**Instructions for the task**.
Using the data below, work out how many of its lines contain "store", and give that number with nothing added.

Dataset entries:
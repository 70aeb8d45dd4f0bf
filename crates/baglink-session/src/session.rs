use std::io::Write;
use std::sync::atomic::{AtomicBool, Ordering};
use std::sync::mpsc::{sync_channel, Receiver, SyncSender, TrySendError};
use std::sync::{Arc, Mutex, MutexGuard, PoisonError};
use std::thread::JoinHandle;
use std::time::Duration;

use serde::Serialize;
use tracing::{debug, info, warn};

use baglink_frame::{encode_command, Command, FrameError, LineReader};
use baglink_telemetry::{Classifier, TelemetrySnapshot};
use baglink_transport::{EndpointDescriptor, LinkStream, TransportError};

use crate::collaborators::{EventSink, LocationSource};
use crate::error::{Result, SessionError};
use crate::event::{DisconnectReason, SessionEvent};
use crate::handshake::{BagId, Handshake, HandshakeOutcome};

/// Lifecycle of one session.
#[derive(Debug, Clone, Copy, PartialEq, Eq)]
pub enum SessionState {
    Idle,
    Connecting,
    Connected,
    Listening,
    Disconnecting,
    Failed,
}

/// Session tuning knobs.
#[derive(Debug, Clone)]
pub struct SessionConfig {
    /// Bound of the event delivery channel. A full queue applies
    /// backpressure to the read loop rather than dropping or reordering.
    pub event_queue_depth: usize,
    /// Size of each blocking read from the link.
    pub read_chunk_size: usize,
}

impl Default for SessionConfig {
    fn default() -> Self {
        Self {
            event_queue_depth: 256,
            read_chunk_size: 1024,
        }
    }
}

/// Session counters.
#[derive(Debug, Clone, Copy, Default, PartialEq, Eq, Serialize)]
pub struct SessionStats {
    pub connect_attempts: u64,
    pub connects_succeeded: u64,
    pub frames_decoded: u64,
    pub frames_rejected: u64,
}

/// State shared between the session handle and its read loop.
struct Shared {
    state: Mutex<SessionState>,
    stop: AtomicBool,
    bag_id: Mutex<Option<BagId>>,
    snapshot: Mutex<Option<TelemetrySnapshot>>,
    stats: Mutex<SessionStats>,
}

/// Poisoning is ignored; the guarded values are plain data.
fn lock<T>(mutex: &Mutex<T>) -> MutexGuard<'_, T> {
    mutex.lock().unwrap_or_else(PoisonError::into_inner)
}

/// One connection session to the bag.
///
/// Wraps one [`LinkStream`], owns the authentication state, the codec carry
/// buffer and the classifier, and publishes a single ordered event stream.
/// A reconnect is a logically new session: `connect` resets every piece of
/// per-connection state even when it reuses the same endpoint.
///
/// Reconnection policy lives with the caller; the session never retries on
/// its own.
pub struct BagSession {
    config: SessionConfig,
    shared: Arc<Shared>,
    writer: Arc<Mutex<Option<LinkStream>>>,
    pending_reader: Option<LinkStream>,
    loop_handle: Option<JoinHandle<()>>,
    location: Option<Arc<dyn LocationSource>>,
    sink: Option<Arc<dyn EventSink>>,
}

impl Default for BagSession {
    fn default() -> Self {
        Self::new(SessionConfig::default())
    }
}

impl BagSession {
    pub fn new(config: SessionConfig) -> Self {
        Self {
            config,
            shared: Arc::new(Shared {
                state: Mutex::new(SessionState::Idle),
                stop: AtomicBool::new(false),
                bag_id: Mutex::new(None),
                snapshot: Mutex::new(None),
                stats: Mutex::new(SessionStats::default()),
            }),
            writer: Arc::new(Mutex::new(None)),
            pending_reader: None,
            loop_handle: None,
            location: None,
            sink: None,
        }
    }

    /// Attach a persistent log sink for alert and lifecycle messages.
    pub fn with_event_sink(mut self, sink: Arc<dyn EventSink>) -> Self {
        self.sink = Some(sink);
        self
    }

    /// Attach a position source; its fixes are stamped onto sink records.
    pub fn with_location_source(mut self, location: Arc<dyn LocationSource>) -> Self {
        self.location = Some(location);
        self
    }

    /// Open the link to the endpoint chosen by the caller.
    ///
    /// Allowed from `Idle` and `Failed`. Starts a logically new session:
    /// authentication, the carry buffer and the last snapshot are all fresh.
    pub fn connect(&mut self, endpoint: &EndpointDescriptor) -> Result<()> {
        {
            let mut state = lock(&self.shared.state);
            match *state {
                SessionState::Idle | SessionState::Failed => *state = SessionState::Connecting,
                _ => return Err(SessionError::AlreadyConnected),
            }
        }
        // A previous failed loop has already exited; reap it.
        if let Some(handle) = self.loop_handle.take() {
            let _ = handle.join();
        }
        lock(&self.shared.stats).connect_attempts += 1;

        let stream = match LinkStream::connect(endpoint) {
            Ok(stream) => stream,
            Err(err) => {
                *lock(&self.shared.state) = SessionState::Failed;
                return Err(err.into());
            }
        };
        let write_half = match stream.try_clone() {
            Ok(write_half) => write_half,
            Err(err) => {
                *lock(&self.shared.state) = SessionState::Failed;
                return Err(err.into());
            }
        };

        *lock(&self.writer) = Some(write_half);
        self.pending_reader = Some(stream);
        *lock(&self.shared.bag_id) = None;
        *lock(&self.shared.snapshot) = None;
        self.shared.stop.store(false, Ordering::SeqCst);
        lock(&self.shared.stats).connects_succeeded += 1;
        *lock(&self.shared.state) = SessionState::Connected;

        info!(%endpoint, "link connected");
        Ok(())
    }

    /// Start the read loop and return the event stream.
    ///
    /// At most one loop runs per session: a second call while already
    /// listening is a no-op returning `None`, so events are never delivered
    /// twice.
    pub fn listen(&mut self) -> Result<Option<Receiver<SessionEvent>>> {
        {
            let mut state = lock(&self.shared.state);
            match *state {
                SessionState::Listening => {
                    debug!("listen requested while already listening; ignoring");
                    return Ok(None);
                }
                SessionState::Connected => {}
                _ => return Err(SessionError::NotConnected),
            }
            *state = SessionState::Listening;
        }

        let reader = match self.pending_reader.take() {
            Some(reader) => reader,
            None => {
                *lock(&self.shared.state) = SessionState::Failed;
                return Err(SessionError::NotConnected);
            }
        };

        let (tx, rx) = sync_channel(self.config.event_queue_depth);
        let read_loop = ReadLoop {
            reader: LineReader::with_chunk_size(reader, self.config.read_chunk_size),
            tx,
            shared: Arc::clone(&self.shared),
            writer: Arc::clone(&self.writer),
            sink: self.sink.clone(),
            location: self.location.clone(),
            handshake: Handshake::new(),
            classifier: Classifier::new(),
        };
        self.loop_handle = Some(std::thread::spawn(move || read_loop.run()));

        Ok(Some(rx))
    }

    /// Transmit one actuator command. Accepted only while listening.
    pub fn send_command(&self, command: Command) -> Result<()> {
        if self.state() != SessionState::Listening {
            return Err(SessionError::NotConnected);
        }
        let mut writer = lock(&self.writer);
        let stream = writer.as_mut().ok_or(SessionError::NotConnected)?;
        stream
            .write_all(&encode_command(command))
            .and_then(|()| stream.flush())
            .map_err(|err| SessionError::Transport(TransportError::Io(err)))?;
        debug!(%command, "command sent");
        Ok(())
    }

    /// Stop the session from any state.
    ///
    /// Stops event delivery (even for already-buffered frames), releases the
    /// link, joins the read loop and resets authentication. After return a
    /// restart observes a fully reset session; two read loops never coexist.
    pub fn disconnect(&mut self) {
        self.shared.stop.store(true, Ordering::SeqCst);
        *lock(&self.shared.state) = SessionState::Disconnecting;

        // Shutting the socket down wakes a reader blocked on it.
        if let Some(writer) = lock(&self.writer).take() {
            let _ = writer.shutdown();
        }
        if let Some(reader) = self.pending_reader.take() {
            let _ = reader.shutdown();
        }
        if let Some(handle) = self.loop_handle.take() {
            let _ = handle.join();
        }

        *lock(&self.shared.bag_id) = None;
        *lock(&self.shared.snapshot) = None;
        *lock(&self.shared.state) = SessionState::Idle;
        info!("session stopped");
    }

    pub fn state(&self) -> SessionState {
        *lock(&self.shared.state)
    }

    /// The authenticated bag identity, if any (torn-read free).
    pub fn current_bag_id(&self) -> Option<BagId> {
        lock(&self.shared.bag_id).clone()
    }

    /// The most recent validated snapshot, if any.
    pub fn current_snapshot(&self) -> Option<TelemetrySnapshot> {
        *lock(&self.shared.snapshot)
    }

    pub fn stats(&self) -> SessionStats {
        *lock(&self.shared.stats)
    }
}

impl Drop for BagSession {
    fn drop(&mut self) {
        self.disconnect();
    }
}

/// Everything the background read loop owns exclusively.
struct ReadLoop {
    reader: LineReader<LinkStream>,
    tx: SyncSender<SessionEvent>,
    shared: Arc<Shared>,
    writer: Arc<Mutex<Option<LinkStream>>>,
    sink: Option<Arc<dyn EventSink>>,
    location: Option<Arc<dyn LocationSource>>,
    handshake: Handshake,
    classifier: Classifier,
}

impl ReadLoop {
    fn run(mut self) {
        debug!("read loop started");

        let reason = loop {
            if self.stopped() {
                break None;
            }
            match self.reader.read_line() {
                Ok(line) => {
                    if self.stopped() {
                        break None;
                    }
                    if let Err(reason) = self.handle_frame(&line) {
                        break Some(reason);
                    }
                }
                Err(FrameError::ConnectionClosed) => {
                    if self.stopped() {
                        break None;
                    }
                    break Some(DisconnectReason::RemoteClosed);
                }
                Err(FrameError::Io(err)) => {
                    if self.stopped() {
                        break None;
                    }
                    break Some(DisconnectReason::Io(err.to_string()));
                }
            }
        };

        self.handshake.reset();
        self.classifier.reset();
        *lock(&self.shared.bag_id) = None;
        *lock(&self.shared.snapshot) = None;

        if let Some(reason) = reason {
            warn!(%reason, "link lost");
            *lock(&self.shared.state) = SessionState::Failed;
            self.record(&format!("bag link disconnected: {reason}"));
            self.emit(SessionEvent::Disconnected { reason });
        }
        debug!("read loop exited");
    }

    fn stopped(&self) -> bool {
        self.shared.stop.load(Ordering::SeqCst)
    }

    /// Deliver an event, honoring the stop flag and queue backpressure.
    fn emit(&self, event: SessionEvent) {
        let mut event = event;
        loop {
            if self.stopped() {
                return;
            }
            match self.tx.try_send(event) {
                Ok(()) => return,
                Err(TrySendError::Full(back)) => {
                    event = back;
                    std::thread::sleep(Duration::from_millis(5));
                }
                Err(TrySendError::Disconnected(_)) => {
                    // Consumer dropped the stream; treat as a stop request.
                    self.shared.stop.store(true, Ordering::SeqCst);
                    return;
                }
            }
        }
    }

    /// Fire-and-forget log record with the current position attached.
    fn record(&self, message: &str) {
        if let Some(sink) = &self.sink {
            let fix = self.location.as_ref().and_then(|l| l.current_fix());
            sink.record(message, fix);
        }
    }

    /// Route one decoded frame. `Err` means the link itself failed.
    fn handle_frame(&mut self, line: &[u8]) -> std::result::Result<(), DisconnectReason> {
        lock(&self.shared.stats).frames_decoded += 1;

        let text = match std::str::from_utf8(line) {
            Ok(text) => text,
            Err(_) => {
                lock(&self.shared.stats).frames_rejected += 1;
                self.emit(SessionEvent::FrameRejected {
                    reason: "frame is not valid UTF-8".to_string(),
                });
                return Ok(());
            }
        };

        if Handshake::matches(text) {
            let outcome = {
                let mut writer = lock(&self.writer);
                match writer.as_mut() {
                    Some(stream) => self.handshake.process(text, stream),
                    // Session is tearing down; the stop flag ends the loop.
                    None => return Ok(()),
                }
            };
            match outcome {
                Ok(HandshakeOutcome::Accepted(bag_id)) => {
                    *lock(&self.shared.bag_id) = Some(bag_id.clone());
                    self.record(&format!("bag {bag_id} authenticated"));
                    self.emit(SessionEvent::Authenticated { bag_id });
                }
                Ok(HandshakeOutcome::Rejected { reason }) => {
                    self.record(&format!("bag identity rejected: {reason}"));
                    self.emit(SessionEvent::AuthRejected { reason });
                }
                Err(err) => return Err(DisconnectReason::Io(err.to_string())),
            }
            return Ok(());
        }

        match baglink_telemetry::parse(text) {
            Ok(snapshot) => {
                *lock(&self.shared.snapshot) = Some(snapshot);
                self.emit(SessionEvent::Telemetry { snapshot });
                for alert in self.classifier.observe(snapshot) {
                    self.record(&alert.message());
                    self.emit(SessionEvent::Alert { alert });
                }
            }
            Err(err) => {
                lock(&self.shared.stats).frames_rejected += 1;
                debug!(%err, frame = text, "dropping malformed frame");
                self.emit(SessionEvent::FrameRejected {
                    reason: err.to_string(),
                });
            }
        }
        Ok(())
    }
}
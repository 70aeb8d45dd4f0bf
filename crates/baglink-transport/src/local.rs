use std::os::unix::fs::{FileTypeExt, PermissionsExt};
use std::os::unix::net::UnixListener;
use std::path::{Path, PathBuf};

use tracing::{debug, info};

use crate::error::{Result, TransportError};
use crate::link::LinkStream;

/// Loopback listener backing `EndpointDescriptor::Local`.
///
/// Serves the device-simulator side of a local endpoint over a Unix domain
/// socket. The socket file is removed again on drop.
pub struct LocalEndpoint {
    listener: UnixListener,
    path: PathBuf,
}

impl LocalEndpoint {
    /// Permission mode for created socket paths.
    pub const SOCKET_MODE: u32 = 0o600;
    /// Maximum socket path length.
    /// Unix `sockaddr_un.sun_path` is typically 108 bytes on Linux, 104 on macOS.
    #[cfg(target_os = "linux")]
    const MAX_PATH_LEN: usize = 108;
    #[cfg(not(target_os = "linux"))]
    const MAX_PATH_LEN: usize = 104;

    /// Bind and listen on a filesystem-path socket.
    ///
    /// If the path already exists and is a socket, it is removed first
    /// (stale socket cleanup). An existing non-socket file is never removed.
    pub fn bind(path: impl AsRef<Path>) -> Result<Self> {
        let path = path.as_ref().to_path_buf();

        let path_bytes = path.as_os_str().len();
        if path_bytes >= Self::MAX_PATH_LEN {
            return Err(TransportError::PathTooLong {
                path,
                len: path_bytes,
                max: Self::MAX_PATH_LEN,
            });
        }

        if path.exists() {
            let metadata = std::fs::symlink_metadata(&path).map_err(|e| TransportError::Bind {
                path: path.clone(),
                source: e,
            })?;
            if metadata.file_type().is_socket() {
                debug!(?path, "removing stale socket");
                std::fs::remove_file(&path).map_err(|e| TransportError::Bind {
                    path: path.clone(),
                    source: e,
                })?;
            } else {
                return Err(TransportError::Bind {
                    path: path.clone(),
                    source: std::io::Error::new(
                        std::io::ErrorKind::AlreadyExists,
                        "existing path is not a unix socket",
                    ),
                });
            }
        }

        let listener = UnixListener::bind(&path).map_err(|e| TransportError::Bind {
            path: path.clone(),
            source: e,
        })?;
        std::fs::set_permissions(&path, std::fs::Permissions::from_mode(Self::SOCKET_MODE))
            .map_err(|e| TransportError::Bind {
                path: path.clone(),
                source: e,
            })?;

        info!(?path, "listening on loopback endpoint");
        Ok(Self { listener, path })
    }

    /// Accept an incoming connection (blocking).
    pub fn accept(&self) -> Result<LinkStream> {
        let (stream, _addr) = self.listener.accept().map_err(TransportError::Accept)?;
        debug!("accepted loopback connection");
        Ok(LinkStream::from_unix(stream))
    }

    /// The path this endpoint is bound to.
    pub fn path(&self) -> &Path {
        &self.path
    }
}

impl Drop for LocalEndpoint {
    fn drop(&mut self) {
        if let Ok(metadata) = std::fs::symlink_metadata(&self.path) {
            if metadata.file_type().is_socket() {
                debug!(path = ?self.path, "cleaning up socket file");
                let _ = std::fs::remove_file(&self.path);
            }
        }
    }
}

#[cfg(test)]
mod tests {
    use super::*;
    use std::io::{Read, Write};

    fn temp_sock(tag: &str) -> PathBuf {
        let dir = std::env::temp_dir().join(format!("baglink-{tag}-{}", std::process::id()));
        std::fs::create_dir_all(&dir).unwrap();
        dir.join("bag.sock")
    }

    #[test]
    fn bind_accept_connect() {
        let sock_path = temp_sock("local");
        let listener = LocalEndpoint::bind(&sock_path).unwrap();
        assert!(sock_path.exists());

        let endpoint = crate::EndpointDescriptor::Local {
            path: sock_path.clone(),
        };
        let handle = std::thread::spawn(move || {
            let mut client = LinkStream::connect(&endpoint).unwrap();
            client.write_all(b"hello").unwrap();
        });

        let mut server = listener.accept().unwrap();
        let mut buf = [0u8; 5];
        server.read_exact(&mut buf).unwrap();
        assert_eq!(&buf, b"hello");

        handle.join().unwrap();

        drop(listener);
        assert!(
            !sock_path.exists(),
            "socket file should be cleaned up on drop"
        );
        let _ = std::fs::remove_dir_all(sock_path.parent().unwrap());
    }

    #[test]
    fn path_too_long() {
        let long_path = "/tmp/".to_string() + &"a".repeat(200) + ".sock";
        let result = LocalEndpoint::bind(&long_path);
        assert!(matches!(result, Err(TransportError::PathTooLong { .. })));
    }

    #[test]
    fn bind_rejects_existing_non_socket_file() {
        let sock_path = temp_sock("bind-file");
        std::fs::write(&sock_path, b"regular-file").unwrap();

        let result = LocalEndpoint::bind(&sock_path);
        assert!(matches!(result, Err(TransportError::Bind { .. })));

        let _ = std::fs::remove_dir_all(sock_path.parent().unwrap());
    }

    #[test]
    fn bind_replaces_stale_socket() {
        let sock_path = temp_sock("stale");
        let first = LocalEndpoint::bind(&sock_path).unwrap();
        // Simulate a crashed process leaving the file behind.
        std::mem::forget(first);

        let second = LocalEndpoint::bind(&sock_path).unwrap();
        assert_eq!(second.path(), sock_path.as_path());

        drop(second);
        let _ = std::fs::remove_dir_all(sock_path.parent().unwrap());
    }

    #[test]
    fn bind_permissions_hardened() {
        let sock_path = temp_sock("perms");
        let listener = LocalEndpoint::bind(&sock_path).unwrap();
        let mode = std::fs::metadata(&sock_path).unwrap().permissions().mode() & 0o777;
        assert_eq!(mode, 0o600);

        drop(listener);
        let _ = std::fs::remove_dir_all(sock_path.parent().unwrap());
    }
}
/// Errors that can occur while reading frames from a link.
#[derive(Debug, thiserror::Error)]
pub enum FrameError {
    /// An I/O error occurred while reading from the link.
    #[error("frame I/O error: {0}")]
    Io(#[from] std::io::Error),

    /// The link was closed by the remote end.
    ///
    /// Any buffered partial frame is discarded, never surfaced.
    #[error("link closed")]
    ConnectionClosed,
}

pub type Result<T> = std::result::Result<T, FrameError>;
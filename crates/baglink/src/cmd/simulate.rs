use std::io::{ErrorKind, Read, Write};
use std::sync::atomic::{AtomicBool, Ordering};
use std::sync::Arc;
use std::time::{Duration, Instant};

use tracing::{debug, info, warn};

use baglink_frame::Command;
use baglink_telemetry::SENSOR_FAULT_SENTINEL;
use baglink_transport::{LinkStream, LocalEndpoint};

use crate::cmd::{parse_duration, SimulateArgs};
use crate::exit::{io_error, transport_error, CliError, CliResult, SUCCESS};
use crate::output::OutputFormat;

/// How often the simulator polls the link for command bytes.
const COMMAND_POLL: Duration = Duration::from_millis(50);

pub fn run(args: SimulateArgs, _format: OutputFormat) -> CliResult<i32> {
    let interval = parse_duration(&args.interval)?;

    let listener =
        LocalEndpoint::bind(&args.path).map_err(|err| transport_error("bind failed", err))?;
    info!(path = %args.path.display(), bag_id = %args.bag_id, "simulated bag ready");

    let running = Arc::new(AtomicBool::new(true));
    install_ctrlc_handler(running.clone())?;

    while running.load(Ordering::SeqCst) {
        let stream = match listener.accept() {
            Ok(stream) => stream,
            Err(baglink_transport::TransportError::Accept(err))
                if err.kind() == ErrorKind::Interrupted =>
            {
                continue;
            }
            Err(err) => return Err(transport_error("accept failed", err)),
        };
        serve_connection(stream, &args.bag_id, interval, args.frames, &running)?;
    }

    Ok(SUCCESS)
}

fn serve_connection(
    mut stream: LinkStream,
    bag_id: &str,
    interval: Duration,
    frames: Option<u64>,
    running: &AtomicBool,
) -> CliResult<()> {
    stream
        .set_read_timeout(Some(COMMAND_POLL))
        .map_err(|err| transport_error("timeout setup failed", err))?;

    if write_frame(&mut stream, &format!("ID:{bag_id}\n"))?.is_none() {
        return Ok(());
    }
    info!("monitor connected; streaming telemetry");

    let mut device = DeviceState::new();
    let mut sent = 0u64;
    // Emit the first frame immediately.
    let mut last_emit = Instant::now() - interval;

    loop {
        if !running.load(Ordering::SeqCst) {
            return Ok(());
        }
        if frames.is_some_and(|limit| sent >= limit) {
            info!(sent, "frame limit reached; closing connection");
            return Ok(());
        }

        let mut byte = [0u8; 1];
        match stream.read(&mut byte) {
            Ok(0) => {
                info!("monitor disconnected");
                return Ok(());
            }
            Ok(_) => match Command::from_wire(byte[0]) {
                Some(command) => {
                    device.apply(command);
                    info!(%command, "actuator switched");
                }
                None => warn!(byte = byte[0], "unknown command byte"),
            },
            Err(err)
                if err.kind() == ErrorKind::WouldBlock
                    || err.kind() == ErrorKind::TimedOut
                    || err.kind() == ErrorKind::Interrupted => {}
            Err(err) => return Err(io_error("link read failed", err)),
        }

        if last_emit.elapsed() >= interval {
            let frame = device.next_frame();
            debug!(frame = frame.trim_end(), "emitting telemetry");
            if write_frame(&mut stream, &frame)?.is_none() {
                return Ok(());
            }
            last_emit = Instant::now();
            sent += 1;
        }
    }
}

/// `Ok(None)` means the peer went away; other write failures are errors.
fn write_frame(stream: &mut LinkStream, frame: &str) -> CliResult<Option<()>> {
    match stream.write_all(frame.as_bytes()).and_then(|()| stream.flush()) {
        Ok(()) => Ok(Some(())),
        Err(err)
            if err.kind() == ErrorKind::BrokenPipe
                || err.kind() == ErrorKind::ConnectionReset =>
        {
            info!("monitor disconnected");
            Ok(None)
        }
        Err(err) => Err(io_error("link write failed", err)),
    }
}

/// Scripted device model: actuators drive thermal drift and battery drain.
///
/// Numbers are formatted with `format!`: fixed decimal point regardless of
/// the process locale, exactly like the real firmware.
struct DeviceState {
    heat: bool,
    cool: bool,
    light: bool,
    battery: f32,
    hot_c: f32,
    cold_c: f32,
    tick: u64,
}

impl DeviceState {
    fn new() -> Self {
        Self {
            heat: false,
            cool: false,
            light: false,
            battery: 100.0,
            hot_c: 22.0,
            cold_c: 18.0,
            tick: 0,
        }
    }

    fn apply(&mut self, command: Command) {
        match command {
            Command::HeatOn => self.heat = true,
            Command::HeatOff => self.heat = false,
            Command::CoolOn => self.cool = true,
            Command::CoolOff => self.cool = false,
            Command::LightOn => self.light = true,
            Command::LightOff => self.light = false,
        }
    }

    fn active_functions(&self) -> u8 {
        u8::from(self.heat) + u8::from(self.cool) + u8::from(self.light)
    }

    fn next_frame(&mut self) -> String {
        self.tick += 1;

        let hot_target = if self.heat { 65.0 } else { 22.0 };
        self.hot_c += (hot_target - self.hot_c) * 0.05;
        let cold_target = if self.cool { 3.0 } else { 18.0 };
        self.cold_c += (cold_target - self.cold_c) * 0.05;

        let drain = 0.02 + 0.05 * f32::from(self.active_functions());
        self.battery = (self.battery - drain).max(0.0);

        let shake = (self.tick as f32 * 0.7).sin() * 0.2;

        // The hot sensor drops out periodically to exercise fault handling.
        let hot_field = if self.tick % 97 == 0 {
            SENSOR_FAULT_SENTINEL.to_string()
        } else {
            format!("{:.2}", self.hot_c)
        };

        format!(
            "{},{},{:.2},1,{},{:.2}\n",
            self.battery as i64,
            hot_field,
            self.cold_c,
            self.active_functions(),
            shake
        )
    }
}

fn install_ctrlc_handler(running: Arc<AtomicBool>) -> CliResult<()> {
    ctrlc::set_handler(move || {
        running.store(false, Ordering::SeqCst);
    })
    .map_err(|err| {
        CliError::new(
            crate::exit::INTERNAL,
            format!("signal handler setup failed: {err}"),
        )
    })
}

#[cfg(test)]
mod tests {
    use super::*;

    #[test]
    fn emitted_frames_parse_as_telemetry() {
        let mut device = DeviceState::new();
        for _ in 0..50 {
            let frame = device.next_frame();
            let snapshot = baglink_telemetry::parse(frame.trim_end()).unwrap();
            assert!(snapshot.battery_percent <= 100);
            assert!(snapshot.active_functions <= 3);
        }
    }

    #[test]
    fn heat_command_raises_hot_compartment() {
        let mut device = DeviceState::new();
        device.apply(Command::HeatOn);
        let before = device.hot_c;
        for _ in 0..20 {
            device.next_frame();
        }
        assert!(device.hot_c > before);
        assert_eq!(device.active_functions(), 1);
    }

    #[test]
    fn hot_sensor_faults_periodically() {
        let mut device = DeviceState::new();
        let mut saw_fault = false;
        for _ in 0..100 {
            let frame = device.next_frame();
            let snapshot = baglink_telemetry::parse(frame.trim_end()).unwrap();
            saw_fault |= snapshot.hot_temp_c.is_fault();
        }
        assert!(saw_fault);
    }
}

**Answer to this problem**.
4